1. K-State home
  2. »Copyright
  3. »Copyright Today


In the News - Copyright Today

International News

Marrakesh Treaty

  • The Marrakesh Treaty was adopted on June 27, 2013 in Marrakesh, Morocco.
  • It forms part of the body of international copyright treaties administered by World Intellectual Property Organization (WIPO).
  • Its purpose is to "facilitate access to published works for persons who are blind, visually impaired, or otherwise print disabled" (WIPO, 2016).
  • Why it matters: 
    • An estimated 4 million blind and other “print disabled” people in the U.S. alone as well as tens of millions more around the world would have access to published works (American Library Association, 2016). 

National News


  • HathiTrust partners with major research institutions and libraries to "ensure that the cultural record is preserved and accessible long into the future" (HathiTrust, 2016).
  • In recent news, HathTrust Digital Library collaborated with the National Federation of the Blind to make more than 14 million digital books available to blind and print-disabled users.
  • Additionally, extensive reviews using the Copyright Review Management System (CMRS) were completed earlier in 2016, for which over 18 thousand works were determined to be in the public domain and will be added to HathiTrust.
Fair Use Cases

Why they matter: 

  • Fair use prevailed in these cases (below), and thus the balance has shifted in recent years to the beneficiaries, rather than the creators, of copyrighted works. These significant fair use cases offer reassurance to those who reuse, remix, and build upon copyrighted works (i.e. the general public, or really, just about everyone) by encouraging others to exercise the basic freedoms promised to them by the fair use doctrine.
  • Copyright is a balancing act between the creators of content and the users of that same content.

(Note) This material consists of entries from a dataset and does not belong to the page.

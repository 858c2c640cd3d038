//! Offer repository trait.

use async_trait::async_trait;

use super::aggregate::OtcOffer;
use super::errors::NegotiationError;
use crate::domain::shared::{OfferId, UserId};

/// Repository for `OtcOffer` aggregates.
#[async_trait]
pub trait OfferRepository: Send + Sync {
    /// Persist an offer (insert or update).
    async fn save(&self, offer: &OtcOffer) -> Result<(), NegotiationError>;

    /// Find an offer by ID.
    async fn find_by_id(&self, id: &OfferId) -> Result<Option<OtcOffer>, NegotiationError>;

    /// All PENDING offers where the user is buyer or seller.
    async fn find_pending_for_user(
        &self,
        user_id: &UserId,
    ) -> Result<Vec<OtcOffer>, NegotiationError>;
}
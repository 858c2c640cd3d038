//! OTC Engine Binary
//!
//! Starts the engine with in-process adapters, seeds a demo market, and
//! walks one full negotiation through its payment sagas. The expiration
//! sweep keeps running until Ctrl-C.
//!
//! # Usage
//!
//! ```bash
//! cargo run --bin otc-engine
//! ```
//!
//! # Environment Variables
//!
//! - `SWEEP_INTERVAL_SECS`: Expiration sweep period (default: 3600)
//! - `SWEEP_ENABLED`: Set to `false` to disable the sweep (default: true)
//! - `RUST_LOG`: Log level (default: info)

use anyhow::Result;
use tokio::signal;

use otc_engine::config::EngineConfig;
use otc_engine::domain::negotiation::value_objects::OfferTerms;
use otc_engine::telemetry::init_tracing;
use otc_engine::{
    AccountKind, InMemoryContainer, Money, OptionFilter, PaymentId, PortfolioEntry,
    PortfolioRepository, SettlementDate, ShareCount, Symbol, UserId,
};

#[tokio::main]
async fn main() -> Result<()> {
    init_tracing();
    tracing::info!("Starting OTC engine");

    let config = EngineConfig::from_env()?;
    let container = InMemoryContainer::in_memory();

    seed_demo_market(&container).await?;
    run_demo_negotiation(&container).await?;

    let sweep = container.expiration_sweep(config.sweep_interval);
    let sweep_handle = if config.sweep_enabled {
        Some(sweep.start())
    } else {
        tracing::info!("expiration sweep disabled");
        None
    };

    tracing::info!("OTC engine ready");
    signal::ctrl_c().await?;
    tracing::info!("shutdown signal received");

    sweep.shutdown();
    if let Some(handle) = sweep_handle {
        handle.await?;
    }

    tracing::info!("OTC engine stopped");
    Ok(())
}

/// Seed two users with accounts, identities, and a seller-side holding.
async fn seed_demo_market(container: &InMemoryContainer) -> Result<()> {
    let buyer = UserId::new("demo-buyer");
    let seller = UserId::new("demo-seller");

    let banking = container.banking();
    banking.register_account(buyer.clone(), "RS35-0001", AccountKind::Personal);
    banking.register_account(seller.clone(), "RS35-0002", AccountKind::Personal);

    let identity = container.identity();
    identity.add_client(&buyer, "Bojana", "Kupac");
    identity.add_client(&seller, "Petar", "Prodavac");

    let mut entry = PortfolioEntry::new(
        seller,
        Symbol::new("AAPL"),
        ShareCount::new(100),
        Money::from_units(50),
    );
    entry.make_public(ShareCount::new(100))?;
    container.portfolios().save(&entry).await?;

    tracing::info!(entry_id = %entry.id(), "demo market seeded");
    Ok(())
}

/// Create, accept, settle, and exercise one offer end to end.
#[allow(clippy::expect_used)]
async fn run_demo_negotiation(container: &InMemoryContainer) -> Result<()> {
    let buyer = UserId::new("demo-buyer");
    let seller = UserId::new("demo-seller");

    let entry = container
        .portfolios()
        .find_by_user_and_symbol(&seller, &Symbol::new("AAPL"))
        .await?
        .expect("demo entry was just seeded");

    let negotiation = container.negotiation();
    let offer = negotiation
        .create_offer(
            entry.id(),
            buyer.clone(),
            OfferTerms {
                amount: ShareCount::new(50),
                price_per_share: Money::from_units(10),
                premium: Money::from_units(2),
                settlement_date: SettlementDate::days_from_today(30),
            },
        )
        .await?;

    negotiation.accept_offer(offer.id(), &seller).await?;

    // The mock gateway settles nothing by itself; play the bank and
    // confirm the premium.
    let dispatched = container.banking().executed();
    let premium = dispatched
        .last()
        .expect("accept dispatched the premium payment");
    container
        .saga()
        .mark_as_success(&PaymentId::new(premium.reference.clone()))
        .await?;

    let options = container
        .lifecycle()
        .list_options_for_user(&buyer, OptionFilter::Valid)
        .await?;
    let option = options.first().expect("premium settlement granted an option");
    tracing::info!(option_id = %option.id(), "demo option granted");

    container
        .lifecycle()
        .exercise_option(option.id(), &buyer)
        .await?;
    let strike_reference = container
        .banking()
        .executed()
        .last()
        .expect("exercise dispatched the strike payment")
        .reference
        .clone();
    container
        .saga()
        .mark_as_success(&PaymentId::new(strike_reference))
        .await?;

    let holding = container
        .portfolios()
        .find_by_user_and_symbol(&buyer, &Symbol::new("AAPL"))
        .await?
        .expect("exercise created the buyer's holding");
    tracing::info!(
        amount = holding.amount().get(),
        average_price = %holding.average_price(),
        "demo negotiation complete"
    );
    Ok(())
}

Without fair use, copyright law would be unconstitutional, and therefore, it is a right that, when exercised, progresses the sciences and useful arts, as expressed in the U.S. Constitution

Google Books Court Case

  • The Author's Guild (AG) sued Google over its scanning of tens of millions of copyrighted books. 
  • Google argued that the scanning was fair use, because only limited portions of text are available for viewing. (The entire works are dark-archived). 
  • After a ten-year legal battle, the Second Circuit ruled in favor of Google.
  • AG filed an appeal which was refused by the Supreme Court in April 2016, leaving the appeals court decision in place.
  • Why it matters: 
    • Google used transformative fair use and technology as its vehicle to accomplish its purpose of making texts easily searchable, and thus, it has opened up doors for others to transform copyrighted works using technology. 

Georgia State Court Case

  • The publishers Cambridge, Sage, and Oxford sued Georgia State for copyright infringement of their textbooks used within electronic course reserves within online management systems.
  • The district court found only five of the 99 cases were infringing on the publishers' copyrights.
  • Originally, the court found more infringements using the arithmetic approach to applying fair use (e.g. the-ten-percent-or-one-chapter-rule). 
    • The Eleventh Circuit rejected this bright line rule and determined that fair use decisions must be conducted on a case-by-case basis.
  • The publishers have filed a second appeal.
  • Why it matters:
    • Fair use decisions have been determined to not be straight-forward in non-profit educational settings; they are complicated. 
    • The amount (or the third factor in fair use) that can be used is determined by the one reusing the copyrighted material and the amount used should be only the amount required to achieve the stated, socially-beneficial purpose or objective, not an arithmetically calculated amount. 
    • While fair use decisions in non-profit educational settings are not straight-forward, they are assuredly more low-risk than before the Georgia State court case.
      • The decisions in this case (presumably) discourage potential law suits against academic institutions and libraries.
    • See this blog post for more information.

"Dancing Baby" Case

  • Stephanie Lenz posted a 29 second video of her toddler dancing to a Prince song. 
  • YouTube informed Lenz that it had removed her video due to a take-down notice from Universal Studios 
  • The Electronic Frontier Foundation (EFF) partnered with Lenz and filed suit against Universal asking a federal judge to uphold fair use.
  • In 2015, an Appeals Court affirmed that copyright owners must consider fair use before issuing take-down notices.M
  • Why it matters: 
    • Misuse of copyright law in the form of bogus online copyright claims has largely been overlooked
    • Copyright owners now have to consider fair use before claiming copyright infringement or be liable for damages
    • This case helps protect the fair use doctrine and promotes freedom of speech
    • Prevents "thoughtless censorship of lawful speech" (EFF, 2015).